● YOUR GOAL: Verbatim output required. Print the data in full.

Collected data:
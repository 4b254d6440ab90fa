//! Command Codec
//!
//! Formats the short ASCII tokens the board's menus accept and names the
//! substring a correct reply must contain. Tokens are a letter code plus an
//! optional argument (`t25`, `v3.5`, `e`). Nothing here touches the transport.
//!
//! Some tokens overlap on purpose: in the controller menu `d` disables the loop
//! while `d<value>` sets the derivative gain. The board tells them apart by the
//! argument.

use crate::tcb::entities::{Compensator, Controller, Reading};

/// Return to the main menu.
pub const RETURN_TO_MAIN: &str = "m";
/// Request the raw telemetry dump (main menu only).
pub const RAW_DATA: &str = "r";
/// Reboot the board.
pub const RESET: &str = "bounce";

/// Token that selects unit `unit` inside the current menu.
pub fn select_unit(unit: usize) -> String {
    format!("c{}", unit)
}

/// A settable Controller field together with its new value.
#[derive(Debug, Clone, Copy, PartialEq)]
pub enum ControllerCommand {
    /// Proportional gain
    Kp(f64),
    /// Integral gain
    Ki(f64),
    /// Derivative gain
    Kd(f64),
    /// Target temperature in °C
    Setpoint(f64),
    /// Switch the unit on or off
    Enable(bool),
    /// I2C address of the temperature sensor
    SensorAddress(u8),
    /// Rolling-average window length
    History(u32),
    /// Control loop frequency
    Frequency(u32),
}

impl ControllerCommand {
    /// Token written to the board.
    pub fn token(&self) -> String {
        match self {
            ControllerCommand::Kp(v) => format!("p{}", v),
            ControllerCommand::Ki(v) => format!("i{}", v),
            ControllerCommand::Kd(v) => format!("d{}", v),
            ControllerCommand::Setpoint(v) => format!("t{}", v),
            ControllerCommand::Enable(true) => "e".to_string(),
            ControllerCommand::Enable(false) => "d".to_string(),
            ControllerCommand::SensorAddress(v) => format!("a{}", v),
            ControllerCommand::History(v) => format!("h{}", v),
            ControllerCommand::Frequency(v) => format!("f{}", v),
        }
    }

    /// Substring that must appear in the reply.
    pub fn expected_response(&self) -> &'static str {
        match self {
            ControllerCommand::Kp(_) => "kp set to",
            ControllerCommand::Ki(_) => "ki set to",
            ControllerCommand::Kd(_) => "kd set to",
            ControllerCommand::Setpoint(_) => "Target temperature set to",
            ControllerCommand::Enable(true) => "Controller enabled.",
            ControllerCommand::Enable(false) => "Controller disabled.",
            ControllerCommand::SensorAddress(_) => "Sensor Address Set to",
            ControllerCommand::History(_) => "History set to",
            ControllerCommand::Frequency(_) => "Frequency set to",
        }
    }

    /// Parse a token as the controller menu would. `d` alone disables the
    /// loop; `d` with an argument sets the derivative gain.
    pub fn decode(token: &str) -> Option<Self> {
        let token = token.trim();
        match token {
            "e" => return Some(ControllerCommand::Enable(true)),
            "d" => return Some(ControllerCommand::Enable(false)),
            _ => {}
        }
        let (code, arg) = split_token(token)?;
        match code {
            'p' => arg.parse().ok().map(ControllerCommand::Kp),
            'i' => arg.parse().ok().map(ControllerCommand::Ki),
            'd' => arg.parse().ok().map(ControllerCommand::Kd),
            't' => arg.parse().ok().map(ControllerCommand::Setpoint),
            'a' => arg.parse().ok().map(ControllerCommand::SensorAddress),
            'h' => arg.parse().ok().map(ControllerCommand::History),
            'f' => arg.parse().ok().map(ControllerCommand::Frequency),
            _ => None,
        }
    }

    /// Echo the value into the local mirror once the board confirmed it.
    pub fn apply(&self, controller: &mut Controller) {
        match *self {
            ControllerCommand::Kp(v) => controller.kp = Reading::Number(v),
            ControllerCommand::Ki(v) => controller.ki = Reading::Number(v),
            ControllerCommand::Kd(v) => controller.kd = Reading::Number(v),
            ControllerCommand::Setpoint(v) => controller.setpoint = Reading::Number(v),
            ControllerCommand::Enable(v) => controller.enabled = v,
            ControllerCommand::SensorAddress(v) => {
                controller.sensor_address = Reading::Number(f64::from(v))
            }
            ControllerCommand::History(v) => controller.history = Reading::Number(f64::from(v)),
            ControllerCommand::Frequency(v) => {
                controller.frequency = Reading::Number(f64::from(v))
            }
        }
    }
}

/// A settable Compensator field together with its new value.
#[derive(Debug, Clone, Copy, PartialEq)]
pub enum CompensatorCommand {
    /// Peak-to-peak drive voltage.
    Voltage(f64),
    /// Tuning wavelength in nm
    Wavelength(f64),
    /// Flip auto-compensation on or off.
    ToggleAuto,
    /// Switch the unit on or off
    Enable(bool),
    /// I2C address of the temperature sensor
    SensorAddress(u8),
}

impl CompensatorCommand {
    /// Token written to the board.
    pub fn token(&self) -> String {
        match self {
            CompensatorCommand::Voltage(v) => format!("v{}", v),
            CompensatorCommand::Wavelength(v) => format!("w{}", v),
            CompensatorCommand::ToggleAuto => "comp".to_string(),
            CompensatorCommand::Enable(true) => "e".to_string(),
            CompensatorCommand::Enable(false) => "d".to_string(),
            CompensatorCommand::SensorAddress(v) => format!("a{}", v),
        }
    }

    /// Substring that must appear in the reply. Some replies name the unit.
    pub fn expected_response(&self, unit: usize) -> String {
        match self {
            CompensatorCommand::Voltage(_) => " Voltage Set to".to_string(),
            CompensatorCommand::Wavelength(_) => "Wavelength Set".to_string(),
            CompensatorCommand::ToggleAuto => format!("Compensator {} Auto Compensating", unit),
            CompensatorCommand::Enable(true) => format!("Compensator {} Enabled.", unit),
            CompensatorCommand::Enable(false) => format!("Compensator {} Disabled.", unit),
            CompensatorCommand::SensorAddress(_) => "Sensor Address Set".to_string(),
        }
    }

    /// Parse a token as the compensator menu would.
    pub fn decode(token: &str) -> Option<Self> {
        let token = token.trim();
        match token {
            "comp" => return Some(CompensatorCommand::ToggleAuto),
            "e" => return Some(CompensatorCommand::Enable(true)),
            "d" => return Some(CompensatorCommand::Enable(false)),
            _ => {}
        }
        let (code, arg) = split_token(token)?;
        match code {
            'v' => arg.parse().ok().map(CompensatorCommand::Voltage),
            'w' => arg.parse().ok().map(CompensatorCommand::Wavelength),
            'a' => arg.parse().ok().map(CompensatorCommand::SensorAddress),
            _ => None,
        }
    }

    /// Echo the value into the local mirror once the board confirmed it.
    pub fn apply(&self, compensator: &mut Compensator) {
        match *self {
            CompensatorCommand::Voltage(v) => compensator.voltage = Reading::Number(v),
            CompensatorCommand::Wavelength(v) => compensator.wavelength = Reading::Number(v),
            CompensatorCommand::ToggleAuto => compensator.auto = !compensator.auto,
            CompensatorCommand::Enable(v) => compensator.enabled = v,
            CompensatorCommand::SensorAddress(v) => {
                compensator.sensor_address = Reading::Number(f64::from(v))
            }
        }
    }
}

/// Split `t25` into `('t', "25")`. Tokens without an argument yield `None`.
fn split_token(token: &str) -> Option<(char, &str)> {
    let mut chars = token.chars();
    let code = chars.next()?;
    let arg = chars.as_str();
    if arg.is_empty() {
        return None;
    }
    Some((code, arg))
}

/// Parse a unit-select token (`c3`) back into its unit number.
pub fn parse_select(token: &str) -> Option<usize> {
    token.trim().strip_prefix('c')?.parse().ok()
}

● ANSWER:
repository 4b254d6440ab90fa
//! Command Codec
//!
//! Formats the short ASCII tokens the board's menus accept and names the
//! substring a correct reply must contain. Tokens are a letter code plus an
//! optional argument (`t25`, `v3.5`, `e`). Nothing here touches the transport.
//!
//! Some tokens overlap on purpose: in the controller menu `d` disables the loop
//! while `d<value>` sets the derivative gain. The board tells them apart by the
//! argument.

use crate::tcb::entities::{Compensator, Controller, Reading};

/// Return to the main menu.
pub const RETURN_TO_MAIN: &str = "m";
/// Request the raw telemetry dump (main menu only).
pub const RAW_DATA: &str = "r";
/// Reboot the board.
pub const RESET: &str = "bounce";

/// Token that selects unit `unit` inside the current menu.
pub fn select_unit(unit: usize) -> String {
    format!("c{}", unit)
}

/// A settable Controller field together with its new value.
#[derive(Debug, Clone, Copy, PartialEq)]
pub enum ControllerCommand {
    /// Proportional gain
    Kp(f64),
    /// Integral gain
    Ki(f64),
    /// Derivative gain
    Kd(f64),
    /// Target temperature in °C
    Setpoint(f64),
    /// Switch the unit on or off
    Enable(bool),
    /// I2C address of the temperature sensor
    SensorAddress(u8),
    /// Rolling-average window length
    History(u32),
    /// Control loop frequency
    Frequency(u32),
}

impl ControllerCommand {
    /// Token written to the board.
    pub fn token(&self) -> String {
        match self {
            ControllerCommand::Kp(v) => format!("p{}", v),
            ControllerCommand::Ki(v) => format!("i{}", v),
            ControllerCommand::Kd(v) => format!("d{}", v),
            ControllerCommand::Setpoint(v) => format!("t{}", v),
            ControllerCommand::Enable(true) => "e".to_string(),
            ControllerCommand::Enable(false) => "d".to_string(),
            ControllerCommand::SensorAddress(v) => format!("a{}", v),
            ControllerCommand::History(v) => format!("h{}", v),
            ControllerCommand::Frequency(v) => format!("f{}", v),
        }
    }

    /// Substring that must appear in the reply.
    pub fn expected_response(&self) -> &'static str {
        match self {
            ControllerCommand::Kp(_) => "kp set to",
            ControllerCommand::Ki(_) => "ki set to",
            ControllerCommand::Kd(_) => "kd set to",
            ControllerCommand::Setpoint(_) => "Target temperature set to",
            ControllerCommand::Enable(true) => "Controller enabled.",
            ControllerCommand::Enable(false) => "Controller disabled.",
            ControllerCommand::SensorAddress(_) => "Sensor Address Set to",
            ControllerCommand::History(_) => "History set to",
            ControllerCommand::Frequency(_) => "Frequency set to",
        }
    }

    /// Parse a token as the controller menu would. `d` alone disables the
    /// loop; `d` with an argument sets the derivative gain.
    pub fn decode(token: &str) -> Option<Self> {
        let token = token.trim();
        match token {
            "e" => return Some(ControllerCommand::Enable(true)),
            "d" => return Some(ControllerCommand::Enable(false)),
            _ => {}
        }
        let (code, arg) = split_token(token)?;
        match code {
            'p' => arg.parse().ok().map(ControllerCommand::Kp),
            'i' => arg.parse().ok().map(ControllerCommand::Ki),
            'd' => arg.parse().ok().map(ControllerCommand::Kd),
            't' => arg.parse().ok().map(ControllerCommand::Setpoint),
            'a' => arg.parse().ok().map(ControllerCommand::SensorAddress),
            'h' => arg.parse().ok().map(ControllerCommand::History),
            'f' => arg.parse().ok().map(ControllerCommand::Frequency),
            _ => None,
        }
    }

    /// Echo the value into the local mirror once the board confirmed it.
    pub fn apply(&self, controller: &mut Controller) {
        match *self {
            ControllerCommand::Kp(v) => controller.kp = Reading::Number(v),
            ControllerCommand::Ki(v) => controller.ki = Reading::Number(v),
            ControllerCommand::Kd(v) => controller.kd = Reading::Number(v),
            ControllerCommand::Setpoint(v) => controller.setpoint = Reading::Number(v),
            ControllerCommand::Enable(v) => controller.enabled = v,
            ControllerCommand::SensorAddress(v) => {
                controller.sensor_address = Reading::Number(f64::from(v))
            }
            ControllerCommand::History(v) => controller.history = Reading::Number(f64::from(v)),
            ControllerCommand::Frequency(v) => {
                controller.frequency = Reading::Number(f64::from(v))
            }
        }
    }
}

/// A settable Compensator field together with its new value.
#[derive(Debug, Clone, Copy, PartialEq)]
pub enum CompensatorCommand {
    /// Peak-to-peak drive voltage.
    Voltage(f64),
    /// Tuning wavelength in nm
    Wavelength(f64),
    /// Flip auto-compensation on or off.
    ToggleAuto,
    /// Switch the unit on or off
    Enable(bool),
    /// I2C address of the temperature sensor
    SensorAddress(u8),
}

impl CompensatorCommand {
    /// Token written to the board.
    pub fn token(&self) -> String {
        match self {
            CompensatorCommand::Voltage(v) => format!("v{}", v),
            CompensatorCommand::Wavelength(v) => format!("w{}", v),
            CompensatorCommand::ToggleAuto => "comp".to_string(),
            CompensatorCommand::Enable(true) => "e".to_string(),
            CompensatorCommand::Enable(false) => "d".to_string(),
            CompensatorCommand::SensorAddress(v) => format!("a{}", v),
        }
    }

    /// Substring that must appear in the reply. Some replies name the unit.
    pub fn expected_response(&self, unit: usize) -> String {
        match self {
            CompensatorCommand::Voltage(_) => " Voltage Set to".to_string(),
            CompensatorCommand::Wavelength(_) => "Wavelength Set".to_string(),
            CompensatorCommand::ToggleAuto => format!("Compensator {} Auto Compensating", unit),
            CompensatorCommand::Enable(true) => format!("Compensator {} Enabled.", unit),
            CompensatorCommand::Enable(false) => format!("Compensator {} Disabled.", unit),
            CompensatorCommand::SensorAddress(_) => "Sensor Address Set".to_string(),
        }
    }

    /// Parse a token as the compensator menu would.
    pub fn decode(token: &str) -> Option<Self> {
        let token = token.trim();
        match token {
            "comp" => return Some(CompensatorCommand::ToggleAuto),
            "e" => return Some(CompensatorCommand::Enable(true)),
            "d" => return Some(CompensatorCommand::Enable(false)),
            _ => {}
        }
        let (code, arg) = split_token(token)?;
        match code {
            'v' => arg.parse().ok().map(CompensatorCommand::Voltage),
            'w' => arg.parse().ok().map(CompensatorCommand::Wavelength),
            'a' => arg.parse().ok().map(CompensatorCommand::SensorAddress),
            _ => None,
        }
    }

    /// Echo the value into the local mirror once the board confirmed it.
    pub fn apply(&self, compensator: &mut Compensator) {
        match *self {
            CompensatorCommand::Voltage(v) => compensator.voltage = Reading::Number(v),
            CompensatorCommand::Wavelength(v) => compensator.wavelength = Reading::Number(v),
            CompensatorCommand::ToggleAuto => compensator.auto = !compensator.auto,
            CompensatorCommand::Enable(v) => compensator.enabled = v,
            CompensatorCommand::SensorAddress(v) => {
                compensator.sensor_address = Reading::Number(f64::from(v))
            }
        }
    }
}

/// Split `t25` into `('t', "25")`. Tokens without an argument yield `None`.
fn split_token(token: &str) -> Option<(char, &str)> {
    let mut chars = token.chars();
    let code = chars.next()?;
    let arg = chars.as_str();
    if arg.is_empty() {
        return None;
    }
    Some((code, arg))
}

/// Parse a unit-select token (`c3`) back into its unit number.
pub fn parse_select(token: &str) -> Option<usize> {
    token.trim().strip_prefix('c')?.parse().ok()
}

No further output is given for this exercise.